NORRIS: My series of stories on Women in Combat has also prompted letters. On Monday, military sociologist Brenda Moore told us in the early stages of the Iraq War, women didn't have training for ground combat. Helen Benedict, a journalist from New York City, wrote to point out that at that time, nobody was being properly trained for the kind of warfare they meet in Iraq.

SIEGEL: Benedict adds that America is not necessarily in the lead when it comes to women in combat. In Eritrea, she writes, women and men are drafted and must fight alike. Also in guerilla wars all over the world, and throughout history, women have fought side by side with men.

NORRIS: We also heard from John Whitmore(ph) in New Berlin, Wisconsin. His daughter, Specialist Michelle Whitmore(ph), was killed in action in Baghdad. He took issue with comments made by our guest yesterday about women filling support roles in Iraq.

SIEGEL: Mr. Whitmore writes, in April, his daughter was in the gunner turret of her Humvee manning a machine gun capable of firing 750 rounds per minute. She and her squad were convoying to a police station that had been the target of insurgent attacks. Their mission was to protect the station.

NORRIS: The letter continues, on the way, they drove into an intense ambush. As Michelle positioned the gun to return fire, she was hit. The bullet passed through her heart. Does any of this sound like a support role to you? She was a soldier - a real soldier.

SIEGEL: On September 25th, we reported on the work of the U.S. Army's 23rd Special Troops during World War II. The report said members of the unit were told not to talk about their wartime experiences. However, some were not. And that leads us to this clarification.

NORRIS: Jack Masey was one member of the 23rd interviewed for the story. We reported Masey told his family and friends about his wartime experiences. Masey wrote to us to say he felt that, quote, "the broadcast implies that I improperly revealed classified information." Masey says he was never ordered to keep his work with the camouflage unit a secret, which is why he felt free to discuss it after the war ended.

SIEGEL: Many listeners wrote to say that they were not laughing at Bruce Kluger and David Slavin's parody of Justice Anthony Kennedy's role as the swing vote on the U.S. Supreme Court earlier this week.

NORRIS: Anna Herrick(ph) was among them. Nothing more than an embarrassing depiction of cliched stereotype, she writes.

SIEGEL: Ruth Bader Ginsberg, looked fetching overbearing Jewish mother.

NORRIS: Antonin Scalia, a Mafioso.

SIEGEL: And Clarence Thomas, the gangster street thug.

NORRIS: It's especially sad to hear something this stupid coming from NPR.

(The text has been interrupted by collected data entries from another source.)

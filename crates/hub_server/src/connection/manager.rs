//! The hub: connection registry and broadcast control loop.
//!
//! All membership changes and all fan-out decisions happen inside
//! [`Hub::run`], one event at a time. Sessions talk to the hub only through a
//! cloneable [`HubHandle`], so the member set has a single writer and needs
//! no lock.

use super::{client::ClientConnection, SessionId};
use crate::{
    config::UpdateIdPolicy,
    error::ServerError,
    messaging::{encode_frame, plan_route, LocationInfo, Route, ServerFrame},
};
use std::collections::HashMap;
use tokio::sync::mpsc;
use tracing::{debug, error, info, warn};

/// An input to the hub control loop.
///
/// The three event classes share one queue, so everything a single session
/// sends is processed in the order it was sent: its register always comes
/// before its broadcasts and its unregister.
#[derive(Debug)]
pub enum HubEvent {
    /// Add a session to the member set and greet it
    Register(ClientConnection),
    /// Remove a session if it is still a member
    Unregister(SessionId),
    /// A serialized envelope read from some session
    Broadcast(Vec<u8>),
}

/// Cloneable entry point into a running [`Hub`].
#[derive(Debug, Clone)]
pub struct HubHandle {
    events: mpsc::Sender<HubEvent>,
}

impl HubHandle {
    /// Submits a freshly upgraded session for registration.
    pub async fn register(&self, connection: ClientConnection) -> Result<(), ServerError> {
        self.send(HubEvent::Register(connection)).await
    }

    /// Asks the hub to drop a session. Safe to call more than once.
    pub async fn unregister(&self, id: SessionId) -> Result<(), ServerError> {
        self.send(HubEvent::Unregister(id)).await
    }

    /// Hands a serialized envelope to the hub for routing.
    pub async fn broadcast(&self, envelope: Vec<u8>) -> Result<(), ServerError> {
        self.send(HubEvent::Broadcast(envelope)).await
    }

    async fn send(&self, event: HubEvent) -> Result<(), ServerError> {
        self.events
            .send(event)
            .await
            .map_err(|_| ServerError::Internal("Hub control loop has stopped".to_string()))
    }
}

/// Owner of the member set.
///
/// # Architecture
///
/// * One bounded inbound queue of [`HubEvent`]s, fed by every session
/// * A `HashMap` of current members, touched only by the control loop
/// * Non-blocking delivery into each member's outbound queue
#[derive(Debug)]
pub struct Hub {
    members: HashMap<SessionId, ClientConnection>,
    events: mpsc::Receiver<HubEvent>,
    update_id_policy: UpdateIdPolicy,
}

impl Hub {
    /// Creates a hub and the handle used to feed it.
    ///
    /// # Arguments
    ///
    /// * `capacity` - Size of the inbound event queue
    /// * `update_id_policy` - Id labelling for position broadcasts
    pub fn new(capacity: usize, update_id_policy: UpdateIdPolicy) -> (Self, HubHandle) {
        let (sender, receiver) = mpsc::channel(capacity);
        let hub = Self {
            members: HashMap::new(),
            events: receiver,
            update_id_policy,
        };
        (hub, HubHandle { events: sender })
    }

    /// Runs the control loop until every [`HubHandle`] has been dropped.
    ///
    /// No single event can end the loop: bad messages and failed sessions are
    /// logged and skipped.
    pub async fn run(mut self) {
        info!("🛰️ Hub control loop started");
        while let Some(event) = self.events.recv().await {
            self.handle_event(event);
        }
        info!("🛰️ Hub control loop stopped with {} member(s)", self.members.len());
    }

    /// Number of currently registered sessions.
    pub fn member_count(&self) -> usize {
        self.members.len()
    }

    pub(crate) fn handle_event(&mut self, event: HubEvent) {
        match event {
            HubEvent::Register(connection) => self.register(connection),
            HubEvent::Unregister(id) => self.unregister(&id),
            HubEvent::Broadcast(envelope) => self.broadcast(&envelope),
        }
    }

    fn register(&mut self, connection: ClientConnection) {
        let id = connection.id.clone();
        info!("🔗 Session {} joined from {}", id, connection.remote_addr);

        let welcome = encode_or_log(&ServerFrame::Welcome { id: id.to_string() });
        let initial = encode_or_log(&ServerFrame::Update(LocationInfo::initial(id.as_str())));
        for frame in [welcome, initial].into_iter().flatten() {
            connection.deliver(frame);
        }

        self.members.insert(id, connection);
    }

    fn unregister(&mut self, id: &SessionId) {
        // Dropping the connection closes its outbound queue.
        let Some(connection) = self.members.remove(id) else {
            return;
        };
        drop(connection);
        info!("❌ Session {} disconnected", id);

        if let Some(frame) = encode_or_log(&ServerFrame::Closed { id: id.to_string() }) {
            for member in self.members.values() {
                member.deliver(frame.clone());
            }
        }
    }

    fn broadcast(&mut self, envelope: &[u8]) {
        let route = match plan_route(envelope, self.update_id_policy) {
            Ok(route) => route,
            Err(e) => {
                warn!("📭 Discarding message: {}", e);
                return;
            }
        };

        match route {
            Route::Ignore => {}
            Route::Everyone(frame) => {
                debug!("📡 Broadcasting to {} member(s): {}", self.members.len(), frame);
                for member in self.members.values() {
                    member.deliver(frame.clone());
                }
            }
            Route::PerRecipient(location) => {
                debug!("📡 Broadcasting position to {} member(s)", self.members.len());
                for member in self.members.values() {
                    let copy = location.with_id(member.id.as_str());
                    if let Some(frame) = encode_or_log(&ServerFrame::Update(copy)) {
                        member.deliver(frame);
                    }
                }
            }
        }
    }
}

fn encode_or_log(frame: &ServerFrame) -> Option<String> {
    match encode_frame(frame) {
        Ok(text) => Some(text),
        Err(e) => {
            error!("Failed to encode outbound frame: {}", e);
            None
        }
    }
}
use crate::layout;
use sparkfall_core::SurfaceSize;
use wasm_bindgen::JsCast;
use web_sys as web;

pub fn canvas_by_id(document: &web::Document, id: &str) -> anyhow::Result<web::HtmlCanvasElement> {
    document
        .get_element_by_id(id)
        .ok_or_else(|| anyhow::anyhow!("missing #{}", id))?
        .dyn_into::<web::HtmlCanvasElement>()
        .map_err(|e| anyhow::anyhow!("#{} is not a canvas: {:?}", id, e))
}

/// Window inner size in CSS pixels.
pub fn viewport_size(window: &web::Window) -> SurfaceSize {
    let w = window
        .inner_width()
        .ok()
        .and_then(|v| v.as_f64())
        .unwrap_or(0.0);
    let h = window
        .inner_height()
        .ok()
        .and_then(|v| v.as_f64())
        .unwrap_or(0.0);
    SurfaceSize::new(layout::canvas_px(w), layout::canvas_px(h))
}

/// Set the canvas backing store; only touches it when the size changed since
/// assigning width/height wipes the canvas.
pub fn sync_canvas_backing_size(canvas: &web::HtmlCanvasElement, size: SurfaceSize) {
    if canvas.width() != size.width {
        canvas.set_width(size.width.max(1));
    }
    if canvas.height() != size.height {
        canvas.set_height(size.height.max(1));
    }
}

/// Current scroll progress of the document, 0-100.
pub fn document_scroll_percent(window: &web::Window, document: &web::Document) -> f32 {
    let scroll_y = window.scroll_y().unwrap_or(0.0);
    let inner_h = window
        .inner_height()
        .ok()
        .and_then(|v| v.as_f64())
        .unwrap_or(0.0);
    let scroll_h = document
        .document_element()
        .map(|el| el.scroll_height() as f64)
        .unwrap_or(0.0);
    layout::scroll_percent(scroll_y, scroll_h, inner_h)
}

SIEGEL: In yesterday's story about Fred Thompson campaigning in Iowa, we referred incorrectly to the Cedar Falls School as Northern Iowa University and NIU.

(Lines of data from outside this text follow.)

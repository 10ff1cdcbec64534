#![cfg(target_arch = "wasm32")]
use crate::constants::*;
use crate::frame::{LoopControl, RafLoop};
use crate::render::CanvasSurface;
use rand::prelude::*;
use sparkfall_core::constants::DEFAULT_CAPTION;
use sparkfall_core::{Engine, EngineConfig, EngineEvent};
use std::cell::RefCell;
use std::rc::Rc;
use wasm_bindgen::prelude::*;
use wasm_bindgen_futures::spawn_local;
use web_sys as web;

mod constants;
mod dom;
mod events;
mod frame;
mod layout;
mod overlay;
mod render;
mod sampler;

/// Everything the page-level wiring shares. Lives for the page load.
pub(crate) struct App {
    window: web::Window,
    document: web::Document,
    engine: RefCell<Engine>,
    intro_surface: RefCell<CanvasSurface>,
    trail_surface: RefCell<CanvasSurface>,
    intro_loop: RefCell<Option<RafLoop>>,
    trail_loop: RefCell<Option<RafLoop>>,
}

impl App {
    /// Match both canvas backing stores to what the engine is drawing.
    fn sync_surfaces(&self) {
        let (viewport, trail) = {
            let engine = self.engine.borrow();
            (engine.viewport(), engine.trail_surface())
        };
        dom::sync_canvas_backing_size(self.intro_surface.borrow().canvas(), viewport);
        dom::sync_canvas_backing_size(self.trail_surface.borrow().canvas(), trail);
    }

    fn teardown(&self) {
        if let Some(l) = self.intro_loop.borrow_mut().take() {
            l.cancel();
        }
        if let Some(l) = self.trail_loop.borrow_mut().take() {
            l.cancel();
        }
        self.engine.borrow_mut().teardown();
    }
}

thread_local! {
    static APP: RefCell<Option<Rc<App>>> = const { RefCell::new(None) };
}

fn with_app(f: impl FnOnce(&Rc<App>)) {
    let app = APP.with(|slot| slot.borrow().clone());
    if let Some(app) = app {
        f(&app);
    }
}

#[wasm_bindgen(start)]
pub fn start() -> Result<(), JsValue> {
    console_error_panic_hook::set_once();
    console_log::init_with_level(log::Level::Info).ok();
    log::info!("sparkfall-web starting");

    spawn_local(async move {
        if let Err(e) = init().await {
            log::error!("init error: {:?}", e);
        }
    });
    Ok(())
}

/// Host toggles the expanded scroll indicator; sparks move with it.
#[wasm_bindgen]
pub fn set_indicator_open(open: bool) {
    with_app(|app| app.engine.borrow_mut().set_indicator_open(open));
}

/// Stop all animation. Idempotent; also wired to `pagehide`.
#[wasm_bindgen]
pub fn shutdown() {
    if let Some(app) = APP.with(|slot| slot.borrow_mut().take()) {
        app.teardown();
        log::info!("sparkfall-web stopped");
    }
}

async fn init() -> anyhow::Result<()> {
    let window = web::window().ok_or_else(|| anyhow::anyhow!("no window"))?;
    let document = window
        .document()
        .ok_or_else(|| anyhow::anyhow!("no document"))?;

    let intro_canvas = dom::canvas_by_id(&document, INTRO_CANVAS_ID)?;
    let trail_canvas = dom::canvas_by_id(&document, TRAIL_CANVAS_ID)?;
    let caption = intro_canvas
        .get_attribute(CAPTION_ATTR)
        .unwrap_or_else(|| DEFAULT_CAPTION.to_string());
    let logo_uri = intro_canvas.get_attribute(LOGO_ATTR);

    let viewport = dom::viewport_size(&window);
    let config = EngineConfig::default().with_caption(caption);
    let engine = Engine::with_rng(config, viewport, StdRng::from_entropy());

    let app = Rc::new(App {
        window,
        document,
        engine: RefCell::new(engine),
        intro_surface: RefCell::new(CanvasSurface::new(intro_canvas)),
        trail_surface: RefCell::new(CanvasSurface::new(trail_canvas)),
        intro_loop: RefCell::new(None),
        trail_loop: RefCell::new(None),
    });
    app.sync_surfaces();
    APP.with(|slot| *slot.borrow_mut() = Some(app.clone()));

    events::wire_resize(&app);
    events::wire_scroll(&app);
    events::wire_pagehide(&app);
    start_intro_loop(&app);

    match logo_uri {
        Some(uri) => load_logo(&app, &uri).await,
        None => app
            .engine
            .borrow_mut()
            .logo_failed("intro canvas has no data-logo"),
    }
    Ok(())
}

async fn load_logo(app: &Rc<App>, uri: &str) {
    let loaded = sampler::load_image(uri).await.and_then(|img| {
        let s = sampler::CanvasSampler::new(&app.document, img.clone())?;
        Ok((img, s))
    });
    match loaded {
        Ok((img, s)) => {
            log::info!(
                "logo {} loaded ({}x{})",
                uri,
                img.natural_width(),
                img.natural_height()
            );
            app.intro_surface.borrow_mut().set_logo(img);
            app.engine.borrow_mut().attach_logo(Box::new(s));
        }
        Err(e) => {
            log::warn!("logo load failed: {:?}", e);
            app.engine.borrow_mut().logo_failed(&e.to_string());
        }
    }
}

fn start_intro_loop(app: &Rc<App>) {
    let weak = Rc::downgrade(app);
    let raf = RafLoop::start(move |dt| {
        let Some(app) = weak.upgrade() else {
            return LoopControl::Stop;
        };
        let event = {
            let mut surface = app.intro_surface.borrow_mut();
            app.engine.borrow_mut().frame(surface.renderer(), dt)
        };
        match event {
            Some(EngineEvent::FadeOutStarted) => {
                overlay::begin_fade(&app.document);
                LoopControl::Continue
            }
            Some(EngineEvent::LoadingComplete) => {
                overlay::finish_loading(&app.document, app.intro_surface.borrow().canvas());
                overlay::place_scroll_handle(
                    &app.document,
                    dom::document_scroll_percent(&app.window, &app.document),
                );
                overlay::announce_ready(&app.window);
                start_trail_loop(&app);
                LoopControl::Stop
            }
            None => LoopControl::Continue,
        }
    });
    *app.intro_loop.borrow_mut() = Some(raf);
}

fn start_trail_loop(app: &Rc<App>) {
    app.sync_surfaces();
    let weak = Rc::downgrade(app);
    let raf = RafLoop::start(move |dt| {
        let Some(app) = weak.upgrade() else {
            return LoopControl::Stop;
        };
        let mut engine = app.engine.borrow_mut();
        if engine.is_torn_down() {
            return LoopControl::Stop;
        }
        let mut surface = app.trail_surface.borrow_mut();
        engine.frame(surface.renderer(), dt);
        LoopControl::Continue
    });
    *app.trail_loop.borrow_mut() = Some(raf);
}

NORRIS: It actually UNI or the University of Northern Iowa. Makes a big difference to the Panther fans.

SIGEL: And my conversation with James Geary about his "Guide to the World's Great Aphorists" inspired some of you to share your own aphorisms. Here's one from Claude Lite(ph) of Alpharetta, Georgia. The meaning of life is to give life meaning.

NORRIS: And there was this from Thomas McLaughlin(ph) of Honolulu. Pull yourself together is seldom said to anyone who can.